UPDATED 07:45 EST / JANUARY 05 2015

What you missed in Cloud: Watson competitor and an Amazon oops!

Olcan SercinogluThe holidays didn’t interrupt the usual flow of activity in the public cloud, where several major developments over the past week set the stage for exciting prospects in the new year.

A stealth startup called Scaled Inference Inc. fired the opening shot after closing a $13.6 million funding round to build an artificial intelligence service that takes direct aim at IBM’s Watson. The brainchild of former Google engineers Olcan Sercinoglu (right) and Dmitry Lepikhin, Scaled Inference has spent the last year or so trying to remove human involvement from the analytics equation, an approach that contrasts sharply with the efforts of Big Blue and others to position the technology as complementary to existing roles. Making that ambitious goal possible is what the team describes as a unique mathematical model capable of matching problems with answers across a wide range of domains ranging from fraud detection to facial recognition.

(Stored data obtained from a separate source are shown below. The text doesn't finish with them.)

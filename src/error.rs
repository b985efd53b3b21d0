use crate::policy::AccessMode;
use std::collections::BTreeSet;
use thiserror::Error;

#[derive(Debug, Error)]
pub enum TablesError {
    #[error("validation: {reason}")]
    Validation { reason: String },

    #[error(
        "policy: {} operations are not allowed in {} queries: {}",
        .mode.forbidden_label(),
        .mode,
        join_operations(.disallowed)
    )]
    Policy {
        mode: AccessMode,
        disallowed: BTreeSet<String>,
    },

    #[error("policy: operation '{operation}' not permitted: server is configured in read-only mode")]
    WriteDisabled { operation: String },

    #[error("connection: {message}")]
    Connection { message: String },

    #[error("execution: {message}")]
    Execution { message: String },

    #[error("unsupported: {message}")]
    Unsupported { message: String },

    #[error("config: {message}")]
    Config { message: String },

    #[error("io: {0}")]
    Io(#[from] std::io::Error),

    #[error("format: {message}")]
    Format { message: String },
}

impl TablesError {
    /// Short category tag used in the JSON error envelope.
    pub fn kind(&self) -> &'static str {
        match self {
            TablesError::Validation { .. } => "validation",
            TablesError::Policy { .. } | TablesError::WriteDisabled { .. } => "policy",
            TablesError::Connection { .. } => "connection",
            TablesError::Execution { .. } => "execution",
            TablesError::Unsupported { .. } => "unsupported",
            TablesError::Config { .. } => "config",
            TablesError::Io(_) => "io",
            TablesError::Format { .. } => "format",
        }
    }

    /// The message without its category prefix, for embedding in result messages.
    pub fn detail(&self) -> String {
        match self {
            TablesError::Validation { reason } => reason.clone(),
            TablesError::Connection { message }
            | TablesError::Execution { message }
            | TablesError::Unsupported { message }
            | TablesError::Config { message }
            | TablesError::Format { message } => message.clone(),
            other => other.to_string(),
        }
    }

    pub fn validation(reason: impl Into<String>) -> Self {
        TablesError::Validation {
            reason: reason.into(),
        }
    }

    pub fn connection(message: impl Into<String>) -> Self {
        TablesError::Connection {
            message: message.into(),
        }
    }

    pub fn execution(message: impl Into<String>) -> Self {
        TablesError::Execution {
            message: message.into(),
        }
    }
}

fn join_operations(ops: &BTreeSet<String>) -> String {
    ops.iter().map(String::as_str).collect::<Vec<_>>().join(", ")
}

Although the hosted platform is still in early development, Scaled Inference has already raised $27.2 million from investors including the latest round, which bumps its total valuation to a healthy $60 million. That’s especially impressive given that the startup only hit the scene in June, making it one of the newest players to try to capitalize on the exploding demand for cloud services.

The list of contenders includes other up-and-comers as well established names from adjacent segments such as Huawei Technologies Co. Ltd, which saw an estimated 15 percent revenue increase last year on the back of the trend, according to a New Year’s blog from CEO Ken Hu. The Chinese telecommunications giant invested aggressively in cloud computing over the last year, doubling down on enterprise solutions while expanding its global data center network.

Huawei is not the only industry heavyweight to have expanded its cloud arsenal lately. Amazon.com Inc. also made headlines last week after accidentally leaking the forthcoming launch of the new C4 instances it unveiled in November. The family is based on a customized version of the latest E5-2666 v3 processor from Intel that runs at a base speed of 2.9 GHz and can peak at 3.5 GHz thanks to built-in software optimizations.

The now-deleted announcement revealed that C4 machines will range from two virtual proccesors with 3.75 gigabytes of memory and 500Mbps of throughput at $0.116 an hour to 36 virtual processors, 10 gigabyes of memory and 4,000Mbps for $1848 per hour. The series replaces the C3 as the most powerful compute option in Amazon’s portfolio.